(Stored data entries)
# # # #

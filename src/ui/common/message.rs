//! Inline error and success messages for forms

use crate::ui::icon::{Icon, icons};
use leptos::prelude::*;

/// Error message; hidden while the signal is `None`
#[component]
pub fn ErrorMessage(
    #[prop(into)]
    error: Signal<Option<String>>,
) -> impl IntoView {
    view! {
        <Show when=move || error.get().is_some()>
            <div class="error-message" role="alert">
                <Icon name=icons::ALERT_CIRCLE class="icon-text"/>
                <span>{move || error.get().unwrap_or_default()}</span>
            </div>
        </Show>
    }
}

/// Success message; hidden while the signal is `None`
#[component]
pub fn SuccessMessage(
    #[prop(into)]
    message: Signal<Option<String>>,
) -> impl IntoView {
    view! {
        <Show when=move || message.get().is_some()>
            <div class="success-message" role="status">
                <Icon name=icons::CHECK class="icon-text"/>
                <span>{move || message.get().unwrap_or_default()}</span>
            </div>
        </Show>
    }
}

# # # #

Say, as a single number, how many lines of the records hold the word "Icon".

YOUR RESPONSE: 3